↓

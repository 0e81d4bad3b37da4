//! One match from first rally to final set, wiring the score engine and the
//! doubles rotation engine together.
//!
//! Every operation is an atomic transition: the engines run on working copies
//! and the session only commits them once everything succeeded.

use serde::Serialize;
use tracing::{debug, info};

use crate::domain::rotation::{Court, Rotation, RotationChange};
use crate::domain::scoring::{self, PointOutcome};
use crate::domain::setup::MatchSetup;
use crate::domain::snapshot::MatchSnapshot;
use crate::domain::state::{
    require_player, require_team, MatchPhase, MatchState, MatchType, PlayerIndex, TeamId,
};
use crate::domain::transitions::{derive_match_transitions, MatchLifecycleView, MatchTransition};
use crate::errors::domain::{DomainError, ValidationKind};

/// Result of awarding one rally.
#[derive(Debug, Clone, PartialEq, Eq, Serialize)]
pub struct PointReport {
    pub outcome: PointOutcome,
    /// Rotation decision for doubles rallies that did not end a set.
    pub rotation: Option<RotationChange>,
    pub transitions: Vec<MatchTransition>,
}

impl PointReport {
    /// Winner carried by the match-end notification, if this point ended it.
    pub fn match_ended(&self) -> Option<TeamId> {
        self.transitions.iter().find_map(|t| match t {
            MatchTransition::MatchEnded { winner } => Some(*winner),
            _ => None,
        })
    }
}

/// A match session, owned by a single caller.
#[derive(Debug, Clone)]
pub struct MatchSession {
    setup: MatchSetup,
    state: MatchState,
    /// Present for doubles only.
    rotation: Option<Rotation>,
}

impl MatchSession {
    /// Start a match: all zero, team 0 serving, set 1 and, for doubles, the
    /// set-1 formation.
    pub fn new(setup: MatchSetup) -> Result<Self, DomainError> {
        let mut state = MatchState::new();
        let rotation = match setup.match_type() {
            MatchType::Singles => None,
            MatchType::Doubles => {
                let rotation = Rotation::initialize_for_set(1, &state.scores)?;
                state.serving_team = rotation.serving_team()?;
                Some(rotation)
            }
        };
        info!(match_type = ?setup.match_type(), players = ?setup.players(), "match started");
        Ok(Self {
            setup,
            state,
            rotation,
        })
    }

    /// Award a rally to `team`.
    ///
    /// After the match is decided this returns an `Ignored` outcome with no
    /// transitions and leaves the session untouched.
    pub fn apply_point(&mut self, team: u8) -> Result<PointReport, DomainError> {
        let team = require_team(team)?;
        let before = MatchLifecycleView::of(&self.state);

        let mut state = self.state.clone();
        let mut rotation = self.rotation.clone();
        let outcome = scoring::apply_point(&mut state, team)?;

        let rotation_change = match (rotation.as_mut(), outcome) {
            (_, PointOutcome::Ignored) => return Ok(ignored()),
            (None, _) => None,
            (Some(rotation), PointOutcome::Scored { .. }) => {
                Some(rotation.on_point_scored(&mut state, team)?)
            }
            (Some(rotation), PointOutcome::SetClosed { .. }) => {
                *rotation = Rotation::initialize_for_set(state.current_set, &state.scores)?;
                state.serving_team = rotation.serving_team()?;
                None
            }
            // Final formation stays as it was when the last rally ended.
            (Some(_), PointOutcome::MatchClosed { .. }) => None,
        };

        let transitions = derive_match_transitions(&before, &MatchLifecycleView::of(&state));
        self.state = state;
        self.rotation = rotation;

        if let PointOutcome::MatchClosed { winner, .. } = outcome {
            let announcement = self.setup.winner_announcement(winner)?;
            info!(winner, %announcement, "match ended");
        }
        debug!(?outcome, ?rotation_change, "rally recorded");

        Ok(PointReport {
            outcome,
            rotation: rotation_change,
            transitions,
        })
    }

    /// Score correction: remove one point from `team` if it has any.
    ///
    /// The rotation is deliberately left alone, so it may no longer match the
    /// corrected score.
    pub fn decrement_point(&mut self, team: u8) -> Result<bool, DomainError> {
        scoring::decrement_point(&mut self.state, team)
    }

    /// Hand the service to the other side (singles only).
    pub fn toggle_server(&mut self) -> Result<TeamId, DomainError> {
        match self.setup.match_type() {
            MatchType::Singles => Ok(scoring::toggle_serving_team(&mut self.state)),
            MatchType::Doubles => Err(DomainError::validation(
                ValidationKind::MatchTypeMismatch,
                "service in doubles follows the rotation and cannot be toggled",
            )),
        }
    }

    pub fn setup(&self) -> &MatchSetup {
        &self.setup
    }

    pub fn state(&self) -> &MatchState {
        &self.state
    }

    pub fn rotation(&self) -> Option<&Rotation> {
        self.rotation.as_ref()
    }

    pub fn match_type(&self) -> MatchType {
        self.setup.match_type()
    }

    pub fn points(&self, team: u8) -> Result<u8, DomainError> {
        Ok(self.state.points(require_team(team)?))
    }

    pub fn sets_won(&self, team: u8) -> Result<usize, DomainError> {
        Ok(self.state.scores[require_team(team)? as usize].sets_won())
    }

    pub fn current_set(&self) -> u8 {
        self.state.current_set
    }

    pub fn serving_team(&self) -> TeamId {
        self.state.serving_team
    }

    pub fn match_winner(&self) -> Option<TeamId> {
        self.state.match_winner
    }

    pub fn phase(&self) -> MatchPhase {
        self.state.phase()
    }

    pub fn team_display_name(&self, team: u8) -> Result<String, DomainError> {
        self.setup.team_display_name(team)
    }

    /// Match-end message once the match is decided.
    pub fn winner_announcement(&self) -> Result<Option<String>, DomainError> {
        self.state
            .match_winner
            .map(|winner| self.setup.winner_announcement(winner))
            .transpose()
    }

    /// Serving player (doubles); `None` in singles.
    pub fn current_server(&self) -> Result<Option<PlayerIndex>, DomainError> {
        self.rotation.as_ref().map(Rotation::current_server).transpose()
    }

    /// Receiving player (doubles); `None` in singles.
    pub fn current_receiver(&self) -> Result<Option<PlayerIndex>, DomainError> {
        self.rotation
            .as_ref()
            .map(Rotation::current_receiver)
            .transpose()
    }

    /// Court of a doubles player; `None` in singles.
    pub fn court_of(&self, player: u8) -> Result<Option<Court>, DomainError> {
        match &self.rotation {
            Some(rotation) => rotation.court_of(player).map(Some),
            None => {
                require_player(player)?;
                Ok(None)
            }
        }
    }

    /// Whether `player` serves. In singles the player index is the team index.
    pub fn is_serving(&self, player: u8) -> Result<bool, DomainError> {
        match &self.rotation {
            Some(rotation) => rotation.is_serving(player),
            None => Ok(require_team(player)? == self.state.serving_team),
        }
    }

    /// Whether `player` receives. In singles the player index is the team index.
    pub fn is_receiving(&self, player: u8) -> Result<bool, DomainError> {
        match &self.rotation {
            Some(rotation) => rotation.is_receiving(player),
            None => Ok(require_team(player)? != self.state.serving_team),
        }
    }

    /// Read-only view for rendering.
    pub fn snapshot(&self) -> Result<MatchSnapshot, DomainError> {
        MatchSnapshot::build(&self.setup, &self.state, self.rotation.as_ref())
    }
}

fn ignored() -> PointReport {
    PointReport {
        outcome: PointOutcome::Ignored,
        rotation: None,
        transitions: Vec::new(),
    }
}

↑

## Assignment
Look through the data above for the string "info" and copy every line where it appears.

## Result of this exercise
use tracing::{debug, info};
        info!(match_type = ?setup.match_type(), players = ?setup.players(), "match started");
            info!(winner, %announcement, "match ended");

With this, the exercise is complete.